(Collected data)
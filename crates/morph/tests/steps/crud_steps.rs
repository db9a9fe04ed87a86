use cucumber::{then, when};
use morph::testing::to_document;
use morph_api::{ID_FIELD, ReadQuery, id_list};
use serde_json::Value;

use crate::MorphWorld;

/// Parse a JSON payload, replacing `"$alias"` strings with recorded ids.
fn payload(world: &MorphWorld, raw: &str) -> Value {
    let mut text = raw.to_string();
    for (alias, id) in &world.ids {
        text = text.replace(&format!("\"${}\"", alias), &format!("\"{}\"", id));
    }
    serde_json::from_str(&text).unwrap_or_else(|e| panic!("bad payload {}: {}", raw, e))
}

#[when(regex = r#"^I create an? "(\w+)" with (\{.*\}) as "(\w+)"$"#)]
async fn create_instance(world: &mut MorphWorld, entity: String, body: String, alias: String) {
    let body = to_document(payload(world, &body));
    let role = world.role().to_string();
    let result = world.platform.platform.executor.create(&role, &entity, body).await;
    match result {
        Ok(outcome) => {
            assert!(outcome.sync.is_clean(), "{:?}", outcome.sync);
            let id = outcome.document[ID_FIELD].as_str().unwrap().to_string();
            world.ids.insert(alias, id);
            world.last_error = None;
        }
        Err(e) => world.last_error = Some(e),
    }
}

#[when(regex = r#"^I update "(\w+)" "(\w+)" with (\{.*\})$"#)]
async fn update_instance(world: &mut MorphWorld, entity: String, alias: String, body: String) {
    let mut body = to_document(payload(world, &body));
    body.insert(ID_FIELD.to_string(), Value::String(world.id(&alias)));
    let role = world.role().to_string();
    let result = world.platform.platform.executor.update(&role, &entity, body).await;
    match result {
        Ok(outcome) => {
            assert!(outcome.sync.is_clean(), "{:?}", outcome.sync);
            world.last_error = None;
        }
        Err(e) => world.last_error = Some(e),
    }
}

#[when(regex = r#"^I delete "(\w+)" "(\w+)"$"#)]
async fn delete_instance(world: &mut MorphWorld, entity: String, alias: String) {
    let id = world.id(&alias);
    let role = world.role().to_string();
    let result = world.platform.platform.executor.delete(&role, &entity, &id).await;
    match result {
        Ok(_) => world.last_error = None,
        Err(e) => world.last_error = Some(e),
    }
}

#[when(regex = r#"^I search "(\w+)" for "([^"]*)"$"#)]
async fn search_instances(world: &mut MorphWorld, entity: String, term: String) {
    let role = world.role().to_string();
    let result = world
        .platform
        .platform
        .executor
        .read(&role, &entity, &ReadQuery::search(term))
        .await;
    match result {
        Ok(result) => {
            world.last_page = result.into_page();
            world.last_error = None;
        }
        Err(e) => world.last_error = Some(e),
    }
}

#[then("the operation succeeds")]
async fn operation_succeeds(world: &mut MorphWorld) {
    if let Some(e) = &world.last_error {
        panic!("expected success, got {}", e);
    }
}

#[then(regex = r#"^the operation fails with "(\w+)"$"#)]
async fn operation_fails(world: &mut MorphWorld, code: String) {
    let error = world.last_error.as_ref().expect("expected an error");
    assert_eq!(error.code(), code, "{}", error);
}

#[then(regex = r#"^the page has (\d+) items?$"#)]
async fn page_size(world: &mut MorphWorld, count: usize) {
    let page = world.last_page.as_ref().expect("no page read");
    assert_eq!(page.items.len(), count);
    assert_eq!(page.total, count);
}

#[then(regex = r#"^"(\w+)" "(\w+)" has "(\w+)" equal to (\[.*\])$"#)]
async fn stored_ids_equal(
    world: &mut MorphWorld,
    entity: String,
    alias: String,
    field: String,
    expected: String,
) {
    let expected = id_list(Some(&payload(world, &expected)));
    let stored = world
        .platform
        .raw(&entity, &world.id(&alias))
        .await
        .unwrap_or_else(|| panic!("{} {} is gone", entity, alias));
    let mut actual = id_list(stored.get(&field));
    let mut expected = expected;
    actual.sort();
    expected.sort();
    assert_eq!(actual, expected, "{}.{} of {}", entity, field, alias);
}

#[then(regex = r#"^"(\w+)" "(\w+)" still exists$"#)]
async fn still_exists(world: &mut MorphWorld, entity: String, alias: String) {
    assert!(world.platform.raw(&entity, &world.id(&alias)).await.is_some());
}

#[then(regex = r#"^"(\w+)" "(\w+)" no longer exists$"#)]
async fn no_longer_exists(world: &mut MorphWorld, entity: String, alias: String) {
    assert!(world.platform.raw(&entity, &world.id(&alias)).await.is_none());
}
//! Query and update language understood by entity stores.
//!
//! Deliberately small: equality, case-insensitive "contains", membership,
//! ranges, null checks and `And`/`Or` composition. Updates cover `$set`,
//! `$unset`, `$addToSet` and `$pull` semantics.

use morph_api::Document;
use serde_json::Value;

#[derive(Debug, Clone, PartialEq)]
pub enum Filter {
    /// Field equals value; for array fields, the array contains the value
    Eq(String, Value),
    In(String, Vec<Value>),
    /// Case-insensitive substring match on string (or string array) fields
    Contains(String, String),
    Range {
        field: String,
        gt: Option<Value>,
        gte: Option<Value>,
        lt: Option<Value>,
        lte: Option<Value>,
    },
    /// Matches when every member matches; `And(vec![])` matches everything
    And(Vec<Filter>),
    /// Matches when any member matches; `Or(vec![])` matches nothing
    Or(Vec<Filter>),
    IsNull(String),
    IsNotNull(String),
}

impl Filter {
    pub fn all() -> Self {
        Filter::And(Vec::new())
    }

    pub fn eq(field: impl Into<String>, value: impl Into<Value>) -> Self {
        Filter::Eq(field.into(), value.into())
    }

    /// Combine with another filter, flattening nested `And`s.
    pub fn and(self, other: Filter) -> Self {
        match (self, other) {
            (Filter::And(mut left), Filter::And(right)) => {
                left.extend(right);
                Filter::And(left)
            }
            (Filter::And(mut left), other) => {
                left.push(other);
                Filter::And(left)
            }
            (this, Filter::And(mut right)) => {
                right.insert(0, this);
                Filter::And(right)
            }
            (this, other) => Filter::And(vec![this, other]),
        }
    }
}

#[derive(Debug, Clone, PartialEq, Eq)]
pub struct SortKey {
    pub field: String,
    pub descending: bool,
}

impl SortKey {
    pub fn asc(field: impl Into<String>) -> Self {
        Self {
            field: field.into(),
            descending: false,
        }
    }

    pub fn desc(field: impl Into<String>) -> Self {
        Self {
            field: field.into(),
            descending: true,
        }
    }
}

#[derive(Debug, Clone, Default, PartialEq, Eq)]
pub struct FindOptions {
    pub sort: Vec<SortKey>,
    pub skip: usize,
    /// `None` returns every match after `skip`
    pub limit: Option<usize>,
}

#[derive(Debug, Clone, Default, PartialEq)]
pub struct FindResult {
    pub docs: Vec<Document>,
    /// Number of matches before skip/limit were applied
    pub total: usize,
}

/// Pre- and post-image of one applied update.
#[derive(Debug, Clone, PartialEq)]
pub struct UpdatedDocument {
    pub before: Document,
    pub after: Document,
}

/// Single-document update.
///
/// Applied in order: set, unset, add-to-set, pull. `add_to_set` and `pull`
/// are idempotent, which is what makes relation sync safe to retry.
#[derive(Debug, Clone, Default, PartialEq)]
pub struct Update {
    pub set: Document,
    pub unset: Vec<String>,
    pub add_to_set: Vec<(String, Value)>,
    pub pull: Vec<(String, Value)>,
}

impl Update {
    pub fn new() -> Self {
        Self::default()
    }

    pub fn set(mut self, field: impl Into<String>, value: impl Into<Value>) -> Self {
        self.set.insert(field.into(), value.into());
        self
    }

    pub fn unset(mut self, field: impl Into<String>) -> Self {
        self.unset.push(field.into());
        self
    }

    pub fn add_to_set(mut self, field: impl Into<String>, value: impl Into<Value>) -> Self {
        self.add_to_set.push((field.into(), value.into()));
        self
    }

    pub fn pull(mut self, field: impl Into<String>, value: impl Into<Value>) -> Self {
        self.pull.push((field.into(), value.into()));
        self
    }

    pub fn is_empty(&self) -> bool {
        self.set.is_empty()
            && self.unset.is_empty()
            && self.add_to_set.is_empty()
            && self.pull.is_empty()
    }
}

#[cfg(test)]
mod tests {
    use super::*;

    #[test]
    fn and_flattens() {
        let filter = Filter::eq("a", 1)
            .and(Filter::eq("b", 2))
            .and(Filter::all());
        assert_eq!(
            filter,
            Filter::And(vec![Filter::eq("a", 1), Filter::eq("b", 2)])
        );
    }

    #[test]
    fn update_builder_collects_operations() {
        let update = Update::new()
            .set("title", "x")
            .unset("old")
            .add_to_set("posts", "p1")
            .pull("posts", "p0");
        assert!(!update.is_empty());
        assert_eq!(update.unset, vec!["old"]);
        assert_eq!(update.add_to_set.len(), 1);
        assert_eq!(update.pull.len(), 1);
        assert!(Update::new().is_empty());
    }
}
//! Entity type catalog
//!
//! Durable record of entity type definitions; the source of truth the live
//! model registry compiles from. Every write compiles the submitted fields
//! first, so an invalid definition is never persisted, and stamps a fresh
//! store-wide revision. The catalog never calls the registry: the revision is
//! the only staleness signal, which lets another process mutate the same
//! backing store.

mod file;
mod memory;

use std::sync::Arc;

use chrono::Utc;
use morph_api::{ApiError, EntityTypeDefinition, FieldDescriptor, Result};
use morph_core::DefinitionStore;
use serde::{Deserialize, Serialize};
use tokio::sync::Mutex;
use tracing::{info, warn};

use crate::compiler::{self, CompiledArtifacts, reverse_field_name};

pub use file::JsonFileDefinitionStore;
pub use memory::MemoryDefinitionStore;

/// A relation field on `source_entity` that points at some target type.
#[derive(Debug, Clone, PartialEq, Eq, Serialize, Deserialize)]
#[serde(rename_all = "camelCase")]
pub struct IncomingRelation {
    pub source_entity: String,
    pub source_field: String,
    /// Field on the target listing referencing `source_entity` ids
    pub reverse_field: String,
}

pub struct EntityTypeCatalog {
    store: Arc<dyn DefinitionStore>,
    write_lock: Mutex<()>,
}

/// Canonical form of an entity type name.
pub fn normalize_name(name: &str) -> String {
    name.trim().to_lowercase()
}

/// Canonical name, or `None` when it cannot name any entity type. Such names
/// never reach the definition store.
fn lookup_name(name: &str) -> Option<String> {
    let name = normalize_name(name);
    compiler::is_identifier(&name).then_some(name)
}

fn normalize_fields(fields: Vec<FieldDescriptor>) -> Vec<FieldDescriptor> {
    fields
        .into_iter()
        .map(|mut field| {
            field.name = field.name.trim().to_string();
            if let Some(target) = field.relation_target.as_mut() {
                *target = normalize_name(target);
            }
            field
        })
        .collect()
}

impl EntityTypeCatalog {
    pub fn new(store: Arc<dyn DefinitionStore>) -> Self {
        Self {
            store,
            write_lock: Mutex::new(()),
        }
    }

    pub async fn define(
        &self,
        name: &str,
        fields: Vec<FieldDescriptor>,
    ) -> Result<EntityTypeDefinition> {
        let name = normalize_name(name);
        let fields = normalize_fields(fields);
        let artifacts = compiler::compile(&name, &fields)?;

        let _guard = self.write_lock.lock().await;
        if self.store.load(&name).await?.is_some() {
            return Err(ApiError::AlreadyExists { name });
        }
        let existing = self.store.load_all().await?;
        check_reverse_collisions(&name, &fields, &artifacts, &existing)?;

        let revision = self.store.next_revision().await?;
        let now = Utc::now();
        let definition = EntityTypeDefinition {
            name,
            fields,
            created_at: now,
            updated_at: now,
            revision,
        };
        self.store.save(&definition).await?;

        info!(
            "[EntityTypeCatalog] Defined '{}' ({} fields) at revision {}",
            definition.name,
            definition.fields.len(),
            revision
        );
        Ok(definition)
    }

    /// Replace the field list wholesale.
    pub async fn redefine(
        &self,
        name: &str,
        fields: Vec<FieldDescriptor>,
    ) -> Result<EntityTypeDefinition> {
        let name = normalize_name(name);
        let fields = normalize_fields(fields);
        let artifacts = compiler::compile(&name, &fields)?;

        let _guard = self.write_lock.lock().await;
        let Some(current) = self.store.load(&name).await? else {
            return Err(ApiError::not_found(format!("entity type '{}'", name)));
        };
        let existing = self.store.load_all().await?;
        check_reverse_collisions(&name, &fields, &artifacts, &existing)?;

        let revision = self.store.next_revision().await?;
        let definition = EntityTypeDefinition {
            name,
            fields,
            created_at: current.created_at,
            updated_at: Utc::now(),
            revision,
        };
        self.store.save(&definition).await?;

        info!(
            "[EntityTypeCatalog] Redefined '{}': revision {} -> {}",
            definition.name, current.revision, revision
        );
        Ok(definition)
    }

    pub async fn remove(&self, name: &str) -> Result<EntityTypeDefinition> {
        let Some(name) = lookup_name(name) else {
            return Err(ApiError::not_found(format!("entity type '{}'", name.trim())));
        };
        let _guard = self.write_lock.lock().await;
        let Some(current) = self.store.load(&name).await? else {
            return Err(ApiError::not_found(format!("entity type '{}'", name)));
        };
        self.store.delete(&name).await?;

        let dependents = dependents_in(&self.store.load_all().await?, &name);
        if !dependents.is_empty() {
            warn!(
                "[EntityTypeCatalog] Removed '{}' while {} relation field(s) still target it",
                name,
                dependents.len()
            );
        }
        info!("[EntityTypeCatalog] Removed '{}'", name);
        Ok(current)
    }

    pub async fn get(&self, name: &str) -> Result<Option<EntityTypeDefinition>> {
        match lookup_name(name) {
            Some(name) => Ok(self.store.load(&name).await?),
            None => Ok(None),
        }
    }

    pub async fn list(&self) -> Result<Vec<EntityTypeDefinition>> {
        Ok(self.store.load_all().await?)
    }

    /// Relation fields of other entity types that target `target`.
    pub async fn dependents(&self, target: &str) -> Result<Vec<IncomingRelation>> {
        let Some(target) = lookup_name(target) else {
            return Ok(Vec::new());
        };
        Ok(dependents_in(&self.store.load_all().await?, &target))
    }
}

fn dependents_in(definitions: &[EntityTypeDefinition], target: &str) -> Vec<IncomingRelation> {
    definitions
        .iter()
        .flat_map(|definition| {
            definition
                .relations_to(target)
                .map(move |field| IncomingRelation {
                    source_entity: definition.name.clone(),
                    source_field: field.name.clone(),
                    reverse_field: reverse_field_name(&definition.name),
                })
        })
        .collect()
}

/// A declared field may share a reverse field's name only when it is itself a
/// relation back to the referencing type.
fn is_back_reference(field: &FieldDescriptor, source_entity: &str) -> bool {
    field.relation_target.as_deref() == Some(source_entity)
}

fn check_reverse_collisions(
    name: &str,
    fields: &[FieldDescriptor],
    artifacts: &CompiledArtifacts,
    existing: &[EntityTypeDefinition],
) -> Result<()> {
    // Outgoing: our reverse field must not clash with a field on each target.
    for entry in &artifacts.reverse_relation_plan.entries {
        let target_fields: &[FieldDescriptor] = if entry.target_entity == name {
            fields
        } else {
            match existing.iter().find(|d| d.name == entry.target_entity) {
                Some(definition) => &definition.fields,
                None => continue,
            }
        };
        if let Some(field) = target_fields.iter().find(|f| f.name == entry.reverse_field)
            && !is_back_reference(field, name)
        {
            return Err(ApiError::invalid_descriptor(format!(
                "'{}.{}' would be overwritten by the reverse field of '{}.{}'",
                entry.target_entity, entry.reverse_field, name, entry.source_field
            )));
        }
    }

    // Incoming: existing types pointing at us own reverse fields on our instances.
    for incoming in dependents_in(existing, name) {
        if incoming.source_entity == name {
            continue;
        }
        if let Some(field) = fields.iter().find(|f| f.name == incoming.reverse_field)
            && !is_back_reference(field, &incoming.source_entity)
        {
            return Err(ApiError::invalid_descriptor(format!(
                "field '{}' is the reverse field of '{}.{}'",
                field.name, incoming.source_entity, incoming.source_field
            )));
        }
    }
    Ok(())
}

**Task requirements:** The line above containing "pub struct FindResult", the line containing "unset, add-to-set, pull.", and every line between them are to be transcribed exactly; no other line is wanted.

**Task response:**
pub struct FindResult {
    pub docs: Vec<Document>,
    /// Number of matches before skip/limit were applied
    pub total: usize,
}

/// Pre- and post-image of one applied update.
#[derive(Debug, Clone, PartialEq)]
pub struct UpdatedDocument {
    pub before: Document,
    pub after: Document,
}

/// Single-document update.
///
/// Applied in order: set, unset, add-to-set, pull. `add_to_set` and `pull`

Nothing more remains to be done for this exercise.